> _EXERCISE_
Using the entries below, write out the line with "let sample = |i: usize|", the line with "F: Fn(f64, f64, f64)", and every line in between, exactly as each is written.

Saved entries:
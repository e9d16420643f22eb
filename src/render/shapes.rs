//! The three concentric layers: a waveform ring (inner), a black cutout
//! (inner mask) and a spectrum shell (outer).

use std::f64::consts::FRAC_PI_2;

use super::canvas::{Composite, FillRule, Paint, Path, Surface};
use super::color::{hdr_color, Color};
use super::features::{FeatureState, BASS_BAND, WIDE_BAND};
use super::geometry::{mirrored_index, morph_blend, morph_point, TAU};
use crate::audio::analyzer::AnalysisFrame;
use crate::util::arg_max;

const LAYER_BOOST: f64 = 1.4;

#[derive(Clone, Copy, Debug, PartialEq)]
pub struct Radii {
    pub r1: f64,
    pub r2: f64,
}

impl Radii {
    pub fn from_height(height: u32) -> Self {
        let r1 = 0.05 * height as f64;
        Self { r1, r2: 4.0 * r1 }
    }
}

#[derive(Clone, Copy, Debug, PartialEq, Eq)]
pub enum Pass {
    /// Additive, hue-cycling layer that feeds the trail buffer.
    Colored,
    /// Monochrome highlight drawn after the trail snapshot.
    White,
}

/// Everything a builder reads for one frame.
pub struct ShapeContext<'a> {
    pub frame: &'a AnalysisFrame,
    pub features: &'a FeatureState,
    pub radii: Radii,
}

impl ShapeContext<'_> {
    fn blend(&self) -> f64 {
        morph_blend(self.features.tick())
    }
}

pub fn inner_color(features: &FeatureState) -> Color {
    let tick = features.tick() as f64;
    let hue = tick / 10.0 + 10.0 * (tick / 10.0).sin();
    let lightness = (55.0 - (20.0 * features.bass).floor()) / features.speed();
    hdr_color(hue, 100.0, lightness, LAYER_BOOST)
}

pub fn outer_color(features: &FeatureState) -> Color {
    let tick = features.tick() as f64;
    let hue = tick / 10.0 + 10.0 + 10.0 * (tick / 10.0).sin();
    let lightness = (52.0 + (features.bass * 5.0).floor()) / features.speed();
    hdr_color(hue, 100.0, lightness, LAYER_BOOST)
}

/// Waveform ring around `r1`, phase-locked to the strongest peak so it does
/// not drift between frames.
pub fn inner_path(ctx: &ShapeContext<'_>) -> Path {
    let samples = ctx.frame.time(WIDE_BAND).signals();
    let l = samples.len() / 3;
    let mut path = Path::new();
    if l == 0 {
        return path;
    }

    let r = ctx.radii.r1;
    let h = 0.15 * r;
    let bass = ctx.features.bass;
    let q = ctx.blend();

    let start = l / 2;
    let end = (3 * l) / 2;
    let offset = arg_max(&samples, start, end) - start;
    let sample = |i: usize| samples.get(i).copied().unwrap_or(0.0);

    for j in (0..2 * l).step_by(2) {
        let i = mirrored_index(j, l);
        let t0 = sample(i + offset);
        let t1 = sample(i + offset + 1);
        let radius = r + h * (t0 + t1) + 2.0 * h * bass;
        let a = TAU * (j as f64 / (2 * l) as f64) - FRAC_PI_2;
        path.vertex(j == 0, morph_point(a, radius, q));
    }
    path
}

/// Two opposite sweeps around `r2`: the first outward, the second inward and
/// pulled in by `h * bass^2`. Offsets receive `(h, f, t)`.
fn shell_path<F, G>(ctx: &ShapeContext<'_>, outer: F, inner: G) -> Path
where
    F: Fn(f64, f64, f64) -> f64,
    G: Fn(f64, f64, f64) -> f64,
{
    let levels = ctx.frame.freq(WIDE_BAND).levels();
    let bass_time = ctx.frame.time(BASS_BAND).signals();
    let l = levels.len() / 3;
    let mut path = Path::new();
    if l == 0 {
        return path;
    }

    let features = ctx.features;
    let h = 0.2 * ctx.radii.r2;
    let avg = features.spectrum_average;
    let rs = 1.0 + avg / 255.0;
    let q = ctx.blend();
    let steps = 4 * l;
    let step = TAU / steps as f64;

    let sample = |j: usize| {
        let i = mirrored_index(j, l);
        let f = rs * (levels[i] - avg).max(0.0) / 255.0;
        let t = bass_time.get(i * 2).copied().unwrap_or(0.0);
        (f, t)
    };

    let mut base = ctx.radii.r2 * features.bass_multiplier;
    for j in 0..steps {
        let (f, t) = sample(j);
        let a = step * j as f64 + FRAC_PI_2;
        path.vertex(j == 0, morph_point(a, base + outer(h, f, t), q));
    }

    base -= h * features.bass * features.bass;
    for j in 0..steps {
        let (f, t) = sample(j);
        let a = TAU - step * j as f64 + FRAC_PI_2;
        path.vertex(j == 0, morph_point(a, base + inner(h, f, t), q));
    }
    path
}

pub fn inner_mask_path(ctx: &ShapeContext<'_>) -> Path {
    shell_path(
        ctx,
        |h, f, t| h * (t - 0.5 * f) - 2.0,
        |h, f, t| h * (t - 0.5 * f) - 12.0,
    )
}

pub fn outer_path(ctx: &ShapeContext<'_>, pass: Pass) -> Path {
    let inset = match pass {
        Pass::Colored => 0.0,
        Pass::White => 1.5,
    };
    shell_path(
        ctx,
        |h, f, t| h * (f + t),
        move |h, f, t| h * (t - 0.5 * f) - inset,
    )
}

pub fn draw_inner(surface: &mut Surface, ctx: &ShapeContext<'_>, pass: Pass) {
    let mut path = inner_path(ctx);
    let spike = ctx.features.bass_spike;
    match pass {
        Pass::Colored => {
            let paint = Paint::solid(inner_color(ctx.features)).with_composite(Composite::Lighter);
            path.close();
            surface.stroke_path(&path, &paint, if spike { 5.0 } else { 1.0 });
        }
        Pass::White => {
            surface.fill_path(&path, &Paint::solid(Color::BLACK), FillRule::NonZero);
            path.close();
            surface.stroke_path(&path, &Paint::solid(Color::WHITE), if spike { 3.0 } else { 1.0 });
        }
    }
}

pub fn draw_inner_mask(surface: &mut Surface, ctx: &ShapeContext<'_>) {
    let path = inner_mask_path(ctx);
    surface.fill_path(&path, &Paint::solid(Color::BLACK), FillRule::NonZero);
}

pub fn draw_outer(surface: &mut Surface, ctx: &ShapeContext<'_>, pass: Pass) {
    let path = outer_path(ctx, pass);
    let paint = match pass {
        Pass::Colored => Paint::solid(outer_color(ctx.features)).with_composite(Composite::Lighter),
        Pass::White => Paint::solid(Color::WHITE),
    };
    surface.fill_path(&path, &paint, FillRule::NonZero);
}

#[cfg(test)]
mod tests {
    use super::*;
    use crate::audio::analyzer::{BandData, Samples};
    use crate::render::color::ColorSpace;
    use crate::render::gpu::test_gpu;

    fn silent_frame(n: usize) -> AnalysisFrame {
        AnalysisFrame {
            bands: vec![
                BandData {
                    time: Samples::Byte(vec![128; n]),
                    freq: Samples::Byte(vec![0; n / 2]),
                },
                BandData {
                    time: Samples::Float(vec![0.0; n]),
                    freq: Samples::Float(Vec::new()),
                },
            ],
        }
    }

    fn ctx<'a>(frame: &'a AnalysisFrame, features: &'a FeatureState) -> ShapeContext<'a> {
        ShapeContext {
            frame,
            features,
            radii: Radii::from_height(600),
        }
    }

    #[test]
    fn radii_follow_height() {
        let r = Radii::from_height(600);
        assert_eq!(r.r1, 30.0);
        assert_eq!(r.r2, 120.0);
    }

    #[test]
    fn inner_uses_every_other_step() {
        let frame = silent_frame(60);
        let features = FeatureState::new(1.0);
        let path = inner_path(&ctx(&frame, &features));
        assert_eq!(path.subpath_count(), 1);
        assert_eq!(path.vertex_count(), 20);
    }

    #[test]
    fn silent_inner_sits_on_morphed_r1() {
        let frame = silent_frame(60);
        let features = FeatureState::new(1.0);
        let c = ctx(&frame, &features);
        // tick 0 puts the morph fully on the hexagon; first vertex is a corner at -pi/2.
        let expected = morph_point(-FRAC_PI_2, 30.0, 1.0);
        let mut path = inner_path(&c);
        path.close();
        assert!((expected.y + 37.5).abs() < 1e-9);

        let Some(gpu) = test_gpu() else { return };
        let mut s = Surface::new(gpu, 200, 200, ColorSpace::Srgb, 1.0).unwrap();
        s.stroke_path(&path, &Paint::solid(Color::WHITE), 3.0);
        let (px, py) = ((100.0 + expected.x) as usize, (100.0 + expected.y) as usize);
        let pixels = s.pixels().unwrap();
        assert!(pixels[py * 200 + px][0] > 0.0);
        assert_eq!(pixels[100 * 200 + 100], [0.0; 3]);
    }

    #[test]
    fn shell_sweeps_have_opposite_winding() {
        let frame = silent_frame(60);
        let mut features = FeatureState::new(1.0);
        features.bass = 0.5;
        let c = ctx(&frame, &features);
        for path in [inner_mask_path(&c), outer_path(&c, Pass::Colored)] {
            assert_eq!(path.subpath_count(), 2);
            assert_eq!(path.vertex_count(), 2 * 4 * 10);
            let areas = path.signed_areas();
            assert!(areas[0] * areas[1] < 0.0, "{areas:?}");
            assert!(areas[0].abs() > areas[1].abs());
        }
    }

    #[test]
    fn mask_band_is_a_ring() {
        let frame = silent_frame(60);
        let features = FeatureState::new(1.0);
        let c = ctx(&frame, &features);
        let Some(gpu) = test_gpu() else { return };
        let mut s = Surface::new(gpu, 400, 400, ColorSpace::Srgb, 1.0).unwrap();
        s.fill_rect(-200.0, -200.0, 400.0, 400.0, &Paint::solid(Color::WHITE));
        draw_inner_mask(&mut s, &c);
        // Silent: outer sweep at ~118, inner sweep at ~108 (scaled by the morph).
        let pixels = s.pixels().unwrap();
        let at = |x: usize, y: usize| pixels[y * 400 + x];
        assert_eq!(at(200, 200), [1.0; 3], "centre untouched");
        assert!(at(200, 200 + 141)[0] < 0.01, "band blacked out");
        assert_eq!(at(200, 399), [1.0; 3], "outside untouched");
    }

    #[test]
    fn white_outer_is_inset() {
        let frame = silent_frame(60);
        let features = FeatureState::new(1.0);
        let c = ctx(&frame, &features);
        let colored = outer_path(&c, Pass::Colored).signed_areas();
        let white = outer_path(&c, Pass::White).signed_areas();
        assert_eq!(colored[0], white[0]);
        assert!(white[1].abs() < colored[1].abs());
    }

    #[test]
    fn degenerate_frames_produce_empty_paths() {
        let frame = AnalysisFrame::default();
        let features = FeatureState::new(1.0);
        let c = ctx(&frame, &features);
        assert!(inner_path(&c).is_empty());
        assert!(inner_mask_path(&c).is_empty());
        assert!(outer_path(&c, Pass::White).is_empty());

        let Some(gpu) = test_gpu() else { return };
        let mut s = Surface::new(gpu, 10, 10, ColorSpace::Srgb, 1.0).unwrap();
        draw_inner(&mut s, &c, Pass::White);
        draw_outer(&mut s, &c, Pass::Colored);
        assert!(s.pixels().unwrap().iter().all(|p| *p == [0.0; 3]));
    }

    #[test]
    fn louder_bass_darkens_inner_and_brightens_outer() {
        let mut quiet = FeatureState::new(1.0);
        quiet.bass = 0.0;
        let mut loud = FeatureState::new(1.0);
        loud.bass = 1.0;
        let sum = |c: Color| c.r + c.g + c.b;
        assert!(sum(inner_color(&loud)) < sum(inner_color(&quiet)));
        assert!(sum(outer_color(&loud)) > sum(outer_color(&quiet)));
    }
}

==

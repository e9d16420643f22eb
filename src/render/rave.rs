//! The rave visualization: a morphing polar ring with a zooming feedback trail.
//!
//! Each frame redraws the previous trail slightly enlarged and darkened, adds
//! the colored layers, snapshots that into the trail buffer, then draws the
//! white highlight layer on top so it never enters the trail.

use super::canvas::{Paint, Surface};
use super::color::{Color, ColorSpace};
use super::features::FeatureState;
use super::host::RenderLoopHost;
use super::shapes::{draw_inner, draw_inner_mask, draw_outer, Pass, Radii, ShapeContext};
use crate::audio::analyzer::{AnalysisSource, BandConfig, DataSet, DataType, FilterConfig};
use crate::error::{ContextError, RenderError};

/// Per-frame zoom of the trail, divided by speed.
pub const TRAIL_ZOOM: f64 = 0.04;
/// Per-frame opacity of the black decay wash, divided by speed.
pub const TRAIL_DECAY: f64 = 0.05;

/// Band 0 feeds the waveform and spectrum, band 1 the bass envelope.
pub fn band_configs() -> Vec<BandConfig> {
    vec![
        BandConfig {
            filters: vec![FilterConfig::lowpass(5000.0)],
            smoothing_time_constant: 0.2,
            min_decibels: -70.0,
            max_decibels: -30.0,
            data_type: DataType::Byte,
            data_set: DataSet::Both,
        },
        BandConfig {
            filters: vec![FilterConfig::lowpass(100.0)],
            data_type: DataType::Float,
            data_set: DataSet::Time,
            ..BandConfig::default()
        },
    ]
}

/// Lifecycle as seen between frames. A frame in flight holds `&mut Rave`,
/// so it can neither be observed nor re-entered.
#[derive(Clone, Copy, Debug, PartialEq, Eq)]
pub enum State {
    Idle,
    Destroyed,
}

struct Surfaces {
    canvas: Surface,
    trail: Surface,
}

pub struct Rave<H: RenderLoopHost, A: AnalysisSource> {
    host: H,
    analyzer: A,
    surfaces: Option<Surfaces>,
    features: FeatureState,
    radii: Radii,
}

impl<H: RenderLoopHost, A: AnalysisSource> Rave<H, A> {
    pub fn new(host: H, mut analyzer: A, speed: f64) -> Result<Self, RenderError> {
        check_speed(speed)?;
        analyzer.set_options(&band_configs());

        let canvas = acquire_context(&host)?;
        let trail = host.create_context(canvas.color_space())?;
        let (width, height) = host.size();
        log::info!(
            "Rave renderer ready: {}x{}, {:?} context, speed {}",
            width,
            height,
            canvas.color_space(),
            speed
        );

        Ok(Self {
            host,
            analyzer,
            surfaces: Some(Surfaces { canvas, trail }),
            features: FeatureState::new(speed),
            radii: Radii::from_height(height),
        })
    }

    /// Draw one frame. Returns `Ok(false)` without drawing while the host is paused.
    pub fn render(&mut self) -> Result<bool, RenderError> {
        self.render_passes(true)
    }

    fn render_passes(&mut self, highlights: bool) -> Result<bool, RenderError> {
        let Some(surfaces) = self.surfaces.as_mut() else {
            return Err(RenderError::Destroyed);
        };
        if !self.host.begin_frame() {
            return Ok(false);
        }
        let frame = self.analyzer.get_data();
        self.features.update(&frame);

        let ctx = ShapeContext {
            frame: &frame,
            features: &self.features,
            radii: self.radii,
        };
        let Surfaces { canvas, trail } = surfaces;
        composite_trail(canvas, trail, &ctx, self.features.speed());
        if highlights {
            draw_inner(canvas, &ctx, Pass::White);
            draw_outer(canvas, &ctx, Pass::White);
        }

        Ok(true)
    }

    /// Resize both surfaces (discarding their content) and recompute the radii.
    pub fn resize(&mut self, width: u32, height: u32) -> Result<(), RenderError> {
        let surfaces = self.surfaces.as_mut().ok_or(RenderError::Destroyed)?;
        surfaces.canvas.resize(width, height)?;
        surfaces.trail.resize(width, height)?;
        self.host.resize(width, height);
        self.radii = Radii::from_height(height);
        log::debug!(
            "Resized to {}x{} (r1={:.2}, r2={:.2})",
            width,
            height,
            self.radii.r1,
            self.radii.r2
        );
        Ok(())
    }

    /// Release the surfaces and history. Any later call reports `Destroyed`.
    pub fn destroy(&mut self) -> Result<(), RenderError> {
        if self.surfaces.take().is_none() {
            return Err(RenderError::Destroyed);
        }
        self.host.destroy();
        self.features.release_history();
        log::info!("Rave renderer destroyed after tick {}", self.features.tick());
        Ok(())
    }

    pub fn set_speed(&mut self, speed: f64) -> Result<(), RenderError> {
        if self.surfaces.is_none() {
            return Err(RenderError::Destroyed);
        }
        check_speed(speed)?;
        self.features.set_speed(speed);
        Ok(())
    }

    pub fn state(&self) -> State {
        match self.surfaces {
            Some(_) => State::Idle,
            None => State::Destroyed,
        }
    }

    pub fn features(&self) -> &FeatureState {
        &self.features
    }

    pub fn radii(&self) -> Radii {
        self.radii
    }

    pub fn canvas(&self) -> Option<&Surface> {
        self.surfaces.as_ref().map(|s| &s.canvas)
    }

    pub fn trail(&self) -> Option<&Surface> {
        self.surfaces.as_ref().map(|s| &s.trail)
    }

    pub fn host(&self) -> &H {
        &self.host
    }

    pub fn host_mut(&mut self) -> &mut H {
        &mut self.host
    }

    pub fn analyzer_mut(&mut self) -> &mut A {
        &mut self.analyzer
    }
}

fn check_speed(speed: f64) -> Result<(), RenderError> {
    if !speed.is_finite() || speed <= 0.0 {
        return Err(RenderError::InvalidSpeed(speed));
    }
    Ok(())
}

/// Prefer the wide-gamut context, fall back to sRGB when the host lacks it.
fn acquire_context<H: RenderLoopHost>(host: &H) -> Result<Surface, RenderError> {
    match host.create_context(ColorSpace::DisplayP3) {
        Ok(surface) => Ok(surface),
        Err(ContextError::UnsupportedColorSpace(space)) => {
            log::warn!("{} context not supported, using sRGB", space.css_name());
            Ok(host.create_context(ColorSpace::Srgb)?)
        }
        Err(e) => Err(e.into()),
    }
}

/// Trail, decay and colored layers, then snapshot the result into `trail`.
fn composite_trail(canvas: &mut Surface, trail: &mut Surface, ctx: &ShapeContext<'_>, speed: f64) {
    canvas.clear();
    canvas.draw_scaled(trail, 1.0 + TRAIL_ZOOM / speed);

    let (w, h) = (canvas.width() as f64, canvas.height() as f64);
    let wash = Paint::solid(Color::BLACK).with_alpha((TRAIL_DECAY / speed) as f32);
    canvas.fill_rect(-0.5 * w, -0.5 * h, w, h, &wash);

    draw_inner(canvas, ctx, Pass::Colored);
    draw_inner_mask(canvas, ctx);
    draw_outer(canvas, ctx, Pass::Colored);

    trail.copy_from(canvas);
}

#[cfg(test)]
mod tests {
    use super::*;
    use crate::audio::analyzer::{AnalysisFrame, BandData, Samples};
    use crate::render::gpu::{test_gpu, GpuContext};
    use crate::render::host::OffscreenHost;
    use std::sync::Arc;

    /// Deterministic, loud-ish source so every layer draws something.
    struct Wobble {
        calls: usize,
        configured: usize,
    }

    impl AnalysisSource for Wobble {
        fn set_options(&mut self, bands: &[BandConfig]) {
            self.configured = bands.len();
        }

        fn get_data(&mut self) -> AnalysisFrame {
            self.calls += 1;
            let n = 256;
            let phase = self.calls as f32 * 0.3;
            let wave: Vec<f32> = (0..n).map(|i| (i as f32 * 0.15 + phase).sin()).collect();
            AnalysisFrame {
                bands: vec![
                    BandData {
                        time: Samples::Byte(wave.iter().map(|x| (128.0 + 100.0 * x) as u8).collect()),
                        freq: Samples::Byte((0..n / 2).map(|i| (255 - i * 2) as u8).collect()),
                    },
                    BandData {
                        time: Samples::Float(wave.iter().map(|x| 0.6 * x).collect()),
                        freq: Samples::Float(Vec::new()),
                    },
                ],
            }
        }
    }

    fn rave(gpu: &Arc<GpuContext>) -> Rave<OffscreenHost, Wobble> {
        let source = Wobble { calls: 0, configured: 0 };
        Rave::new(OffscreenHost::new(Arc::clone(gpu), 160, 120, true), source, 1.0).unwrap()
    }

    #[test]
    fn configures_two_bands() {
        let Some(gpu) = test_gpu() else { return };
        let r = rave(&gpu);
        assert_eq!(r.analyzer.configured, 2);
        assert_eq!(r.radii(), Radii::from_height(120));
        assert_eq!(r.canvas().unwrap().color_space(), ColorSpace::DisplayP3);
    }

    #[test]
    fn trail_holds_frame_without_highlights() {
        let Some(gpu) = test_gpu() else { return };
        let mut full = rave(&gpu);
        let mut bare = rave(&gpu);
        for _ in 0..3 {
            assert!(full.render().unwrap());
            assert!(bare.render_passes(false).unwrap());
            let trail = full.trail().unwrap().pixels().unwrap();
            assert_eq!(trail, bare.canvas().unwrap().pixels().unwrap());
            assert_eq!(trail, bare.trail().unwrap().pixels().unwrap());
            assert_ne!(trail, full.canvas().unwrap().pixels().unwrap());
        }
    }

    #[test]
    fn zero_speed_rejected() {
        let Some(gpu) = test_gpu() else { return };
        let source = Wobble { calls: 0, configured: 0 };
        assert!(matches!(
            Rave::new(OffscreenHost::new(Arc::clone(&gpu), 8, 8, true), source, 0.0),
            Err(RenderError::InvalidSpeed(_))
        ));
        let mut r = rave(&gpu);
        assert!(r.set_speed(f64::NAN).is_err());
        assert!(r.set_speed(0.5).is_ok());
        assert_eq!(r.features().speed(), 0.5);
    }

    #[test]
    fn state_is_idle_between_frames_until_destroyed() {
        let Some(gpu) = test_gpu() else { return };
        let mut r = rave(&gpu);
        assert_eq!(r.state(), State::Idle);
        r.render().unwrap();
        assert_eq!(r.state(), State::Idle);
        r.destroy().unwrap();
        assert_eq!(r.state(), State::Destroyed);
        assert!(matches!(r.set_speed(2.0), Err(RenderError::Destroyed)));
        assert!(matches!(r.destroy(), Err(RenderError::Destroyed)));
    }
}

> _SOLUTION FOR THIS PROBLEM_
    let sample = |i: usize| samples.get(i).copied().unwrap_or(0.0);

    for j in (0..2 * l).step_by(2) {
        let i = mirrored_index(j, l);
        let t0 = sample(i + offset);
        let t1 = sample(i + offset + 1);
        let radius = r + h * (t0 + t1) + 2.0 * h * bass;
        let a = TAU * (j as f64 / (2 * l) as f64) - FRAC_PI_2;
        path.vertex(j == 0, morph_point(a, radius, q));
    }
    path
}

/// Two opposite sweeps around `r2`: the first outward, the second inward and
/// pulled in by `h * bass^2`. Offsets receive `(h, f, t)`.
fn shell_path<F, G>(ctx: &ShapeContext<'_>, outer: F, inner: G) -> Path
where
    F: Fn(f64, f64, f64) -> f64,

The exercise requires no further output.